Por allí han pasado próceres del deporte, como Firpo, Pedernera, Pascual Pérez, Marzolini, Potente, Rojitas o Márcico; y próceres del pueblo, como Gardel, Troilo o Tato Bores. Para cada uno de ellos hay una mención, una foto que invita a su recuerdo. 

 

Frente al mostrador cuelga una obra única: un cuadro con el equipo del River de 1936 confeccionado con recortes de El Gráfico, que cuenta con un detalle precioso: las camisetas de cada jugador están bordadas con hilo de seda por presos de la cárcel de Villa Devoto. Ellos se lo regalaron a Aníbal Troilo para agradecerle la música que les ofrendaba entre los barrotes. Y Pichuco, en 1942, lo llevó a esa esquina.

 

Sentado contra la ventana, en una tarde de lluvia inminente, Don Mario Riesco, el dueño del bar, evoca sus días de niño: “Jugábamos a la pelota sobre el empedrado de Guardia Vieja. Los vecinos, antes de irse para el trabajo, tomaban cañita Chisoti o Valle Viejo. Era una vida más sana”, relata. Mario está a cargo del boliche desde 1958. Sucedió, como es habitual en estos casos, a su padre, Pedro Justo, un inmigrante de Asturias que comenzó con el rito en 1923.

 

Las paredes del Café están cubiertas por más de 400 banderines de clubes argentinos, latinoamericanos, europeos y asiáticos. Hay de todos, hasta de los más insólitos: Unión Huaral de Perú, el Atlético Basañez uruguayo, Comunicaciones guatemalteco y Ciudad Madero de México son apenas algunos. “Los de Paraguay no se pueden agarrar porque se deshacen. Están ahí hace más de cincuenta años”, avisa el hijo de Mario. De Argentina, además de los equipos más conocidos, también están los retazos de tela de Altos Hornos Zapla, Alvear Club, Chaco For Ever, Estudiantes de Río Cuarto y Club Social y Deportivo El Tábano.

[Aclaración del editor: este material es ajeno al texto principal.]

//! Excel object-model operations used by the picture exporter.

#![cfg(windows)]

use std::collections::HashMap;
use std::thread::sleep;
use std::time::Duration;

use windows::Win32::System::Variant::VARIANT;

use excel_com_protocol::{CellValue, PictureAppearance, ShapeInfo, SheetRef};

use crate::dispatch::{
    variant_bool, variant_f64, variant_get_bool, variant_get_f64, variant_get_string, variant_i32,
    variant_is_empty, variant_str, DispatchObject,
};

const XL_CELL_TYPE_LAST_CELL: i32 = 11;
const XL_UP: i32 = -4162;
const XL_BITMAP: i32 = 2;

/// Minimum side of the temporary chart, in points
const MIN_CHART_SIDE: f64 = 20.0;
/// Range size used when a range cannot report its own
const DEFAULT_RANGE_SIDE: f64 = 300.0;

const AFTER_COPY: Duration = Duration::from_millis(150);
const AROUND_PASTE: Duration = Duration::from_millis(100);

/// An Excel.Application COM instance and its open workbooks.
pub struct ExcelApp {
    app: DispatchObject,
    workbooks_collection: DispatchObject,
    workbooks: HashMap<u64, DispatchObject>,
    next_handle: u64,
}

/// Chart object created as a paste target; deleted when dropped.
struct TempChart {
    object: DispatchObject,
}

impl TempChart {
    fn add(sheet: &DispatchObject, width: f64, height: f64) -> Result<Self, String> {
        let object = sheet.call_obj("ChartObjects", &[])?.call_obj(
            "Add",
            &[
                variant_f64(0.0),
                variant_f64(0.0),
                variant_f64(width.max(MIN_CHART_SIDE)),
                variant_f64(height.max(MIN_CHART_SIDE)),
            ],
        )?;
        Ok(Self { object })
    }

    /// Paste the clipboard picture into the chart and export it to `path`.
    fn paste_and_export(&self, path: &str) -> Result<(), String> {
        let chart = self.object.get_obj("Chart", &[])?;
        if let Ok(area) = chart.get_obj("ChartArea", &[]) {
            let _ = area.call("Select", &[]);
        }
        sleep(AROUND_PASTE);
        chart.call("Paste", &[])?;
        sleep(AROUND_PASTE);

        let exported = chart.call("Export", &[variant_str(path)])?;
        match variant_get_bool(&exported) {
            Some(false) => Err(format!("Chart.Export returned False for {path}")),
            _ => Ok(()),
        }
    }
}

impl Drop for TempChart {
    fn drop(&mut self) {
        if let Err(e) = self.object.call("Delete", &[]) {
            eprintln!("[excel-com-bridge] failed to delete temporary chart: {e}");
        }
    }
}

impl ExcelApp {
    pub fn new() -> Result<Self, String> {
        let app = DispatchObject::create_from_progid("Excel.Application")?;

        app.put("Visible", variant_bool(false))?;
        app.put("DisplayAlerts", variant_bool(false))?;
        app.put("ScreenUpdating", variant_bool(false))?;

        let workbooks_collection = app.get_obj("Workbooks", &[])?;

        Ok(Self {
            app,
            workbooks_collection,
            workbooks: HashMap::new(),
            next_handle: 1,
        })
    }

    /// Open a workbook from a file path. Returns the handle ID.
    pub fn open_workbook(&mut self, path: &str) -> Result<u64, String> {
        let wb = self
            .workbooks_collection
            .call_obj("Open", &[variant_str(path)])?;
        let handle = self.next_handle;
        self.next_handle += 1;
        self.workbooks.insert(handle, wb);
        Ok(handle)
    }

    fn get_sheet(&self, wb_handle: u64, sheet: &SheetRef) -> Result<DispatchObject, String> {
        let wb = self
            .workbooks
            .get(&wb_handle)
            .ok_or_else(|| format!("Unknown workbook handle: {wb_handle}"))?;

        let sheets = wb.get_obj("Worksheets", &[])?;
        let index = match sheet {
            // Excel worksheets are 1-based, the protocol uses 0-based
            SheetRef::Index(idx) => variant_i32(*idx as i32 + 1),
            SheetRef::Name(name) => variant_str(name),
        };
        sheets
            .get_obj("Item", &[index])
            .map_err(|e| format!("Worksheet {sheet:?} not found: {e}"))
    }

    fn cell(sheet: &DispatchObject, row: u32, column: u32) -> Result<DispatchObject, String> {
        sheet.get_obj("Cells", &[variant_i32(row as i32), variant_i32(column as i32)])
    }

    /// A merged cell becomes the top-left cell of its merge area.
    fn merge_anchor(range: DispatchObject) -> DispatchObject {
        let merged = range
            .get("MergeCells", &[])
            .ok()
            .and_then(|v| variant_get_bool(&v))
            .unwrap_or(false);
        if !merged {
            return range;
        }
        range
            .get_obj("MergeArea", &[])
            .and_then(|area| Self::cell(&area, 1, 1))
            .unwrap_or(range)
    }

    /// Last used row: last cell, then used range, then `End(xlUp)` on the
    /// fallback column, then 1.
    pub fn last_row(
        &self,
        wb_handle: u64,
        sheet: &SheetRef,
        fallback_column: u32,
    ) -> Result<u32, String> {
        let ws = self.get_sheet(wb_handle, sheet)?;

        let last_cell = ws
            .get_obj("Cells", &[])
            .and_then(|cells| {
                cells.call_obj("SpecialCells", &[variant_i32(XL_CELL_TYPE_LAST_CELL)])
            })
            .and_then(|cell| cell.get_i32("Row"));
        if let Ok(row) = last_cell {
            return Ok(row.max(1) as u32);
        }

        let used = ws.get_obj("UsedRange", &[]).and_then(|ur| {
            let first = ur.get_i32("Row")?;
            let count = ur.get_obj("Rows", &[])?.get_i32("Count")?;
            Ok(first + count - 1)
        });
        if let Ok(row) = used {
            return Ok(row.max(1) as u32);
        }

        let from_bottom = ws
            .get_obj("Rows", &[])
            .and_then(|rows| rows.get_i32("Count"))
            .and_then(|count| Self::cell(&ws, count as u32, fallback_column))
            .and_then(|cell| cell.get_obj("End", &[variant_i32(XL_UP)]))
            .and_then(|end| end.get_i32("Row"));
        Ok(from_bottom.map_or(1, |row| row.max(1) as u32))
    }

    /// All shapes on a sheet; shapes whose position cannot be read are skipped.
    pub fn list_shapes(&self, wb_handle: u64, sheet: &SheetRef) -> Result<Vec<ShapeInfo>, String> {
        let ws = self.get_sheet(wb_handle, sheet)?;
        let shapes = ws.get_obj("Shapes", &[])?;
        let count = shapes.get_i32("Count")?;

        let mut out = Vec::with_capacity(count.max(0) as usize);
        for index in 1..=count {
            let info = shapes.call_obj("Item", &[variant_i32(index)]).and_then(|shape| {
                let top_left = shape.get_obj("TopLeftCell", &[])?;
                Ok(ShapeInfo {
                    index: index as u32,
                    name: shape
                        .get("Name", &[])
                        .ok()
                        .and_then(|v| variant_get_string(&v))
                        .unwrap_or_default(),
                    shape_type: shape.get_i32("Type")?,
                    row: top_left.get_i32("Row")? as u32,
                    column: top_left.get_i32("Column")? as u32,
                    width: shape.get_f64("Width").unwrap_or(0.0),
                    height: shape.get_f64("Height").unwrap_or(0.0),
                })
            });
            match info {
                Ok(info) => out.push(info),
                Err(e) => eprintln!("[excel-com-bridge] shape {index} skipped: {e}"),
            }
        }
        Ok(out)
    }

    pub fn get_cell_value(
        &self,
        wb_handle: u64,
        sheet: &SheetRef,
        row: u32,
        column: u32,
        merge_aware: bool,
    ) -> Result<CellValue, String> {
        let ws = self.get_sheet(wb_handle, sheet)?;
        let mut cell = Self::cell(&ws, row, column)?;
        if merge_aware {
            cell = Self::merge_anchor(cell);
        }
        let variant = cell.get("Value", &[])?;
        Ok(variant_to_cell_value(&variant))
    }

    fn copy_and_export(
        &self,
        ws: &DispatchObject,
        source: &DispatchObject,
        width: f64,
        height: f64,
        appearance: PictureAppearance,
        path: &str,
    ) -> Result<(), String> {
        let _ = self.app.put("CutCopyMode", variant_bool(false));

        source.call(
            "CopyPicture",
            &[variant_i32(appearance.as_xl()), variant_i32(XL_BITMAP)],
        )?;
        sleep(AFTER_COPY);

        let chart = TempChart::add(ws, width, height)?;
        chart.paste_and_export(path)
    }

    pub fn export_shape_picture(
        &self,
        wb_handle: u64,
        sheet: &SheetRef,
        shape: u32,
        appearance: PictureAppearance,
        path: &str,
    ) -> Result<(), String> {
        let ws = self.get_sheet(wb_handle, sheet)?;
        let shape = ws
            .get_obj("Shapes", &[])?
            .call_obj("Item", &[variant_i32(shape as i32)])?;
        let width = shape.get_f64("Width")?;
        let height = shape.get_f64("Height")?;
        self.copy_and_export(&ws, &shape, width, height, appearance, path)
    }

    pub fn export_range_picture(
        &self,
        wb_handle: u64,
        sheet: &SheetRef,
        row: u32,
        column: u32,
        appearance: PictureAppearance,
        path: &str,
    ) -> Result<(), String> {
        let ws = self.get_sheet(wb_handle, sheet)?;
        let range = Self::merge_anchor(Self::cell(&ws, row, column)?);
        let (width, height) = match (range.get_f64("Width"), range.get_f64("Height")) {
            (Ok(w), Ok(h)) => (w, h),
            _ => (DEFAULT_RANGE_SIDE, DEFAULT_RANGE_SIDE),
        };
        self.copy_and_export(&ws, &range, width, height, appearance, path)
    }

    /// Close a workbook without saving.
    pub fn close_workbook(&mut self, wb_handle: u64) -> Result<(), String> {
        let wb = self
            .workbooks
            .remove(&wb_handle)
            .ok_or_else(|| format!("Unknown workbook handle: {wb_handle}"))?;
        wb.call("Close", &[variant_bool(false)])?;
        Ok(())
    }

    /// Close all workbooks and quit Excel.
    pub fn shutdown(mut self) -> Result<(), String> {
        let handles: Vec<u64> = self.workbooks.keys().copied().collect();
        for h in handles {
            let _ = self.close_workbook(h);
        }
        self.app.call("Quit", &[])?;
        Ok(())
    }
}

fn variant_to_cell_value(variant: &VARIANT) -> CellValue {
    if variant_is_empty(variant) {
        CellValue::Null
    } else if let Some(b) = variant_get_bool(variant) {
        CellValue::Bool(b)
    } else if let Some(n) = variant_get_f64(variant) {
        CellValue::Number(n)
    } else if let Some(s) = variant_get_string(variant) {
        CellValue::String(s)
    } else {
        CellValue::Null
    }
}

Don Mario está orgulloso de su museo. Por eso cuida cada objeto con minuciosidad.

 

Los habitúes de El Banderín se corresponden con el espíritu del lugar. Taxistas, corredores de indumentaria y mecánicos de la zona se juntan a la tardecita para debatir sobre el partido del fin de semana o para añorar algún tango viejo. Para ellos, esa ochava resulta un espacio de pertenencia y de igualdad: en las mesas de café, sólo adornadas por pocillos y azucareras, no hay distinciones de ningún tipo. Todas las voces tienen la misma importancia. Una característica, como todas la de este bar, que parece extraída de otro tiempo.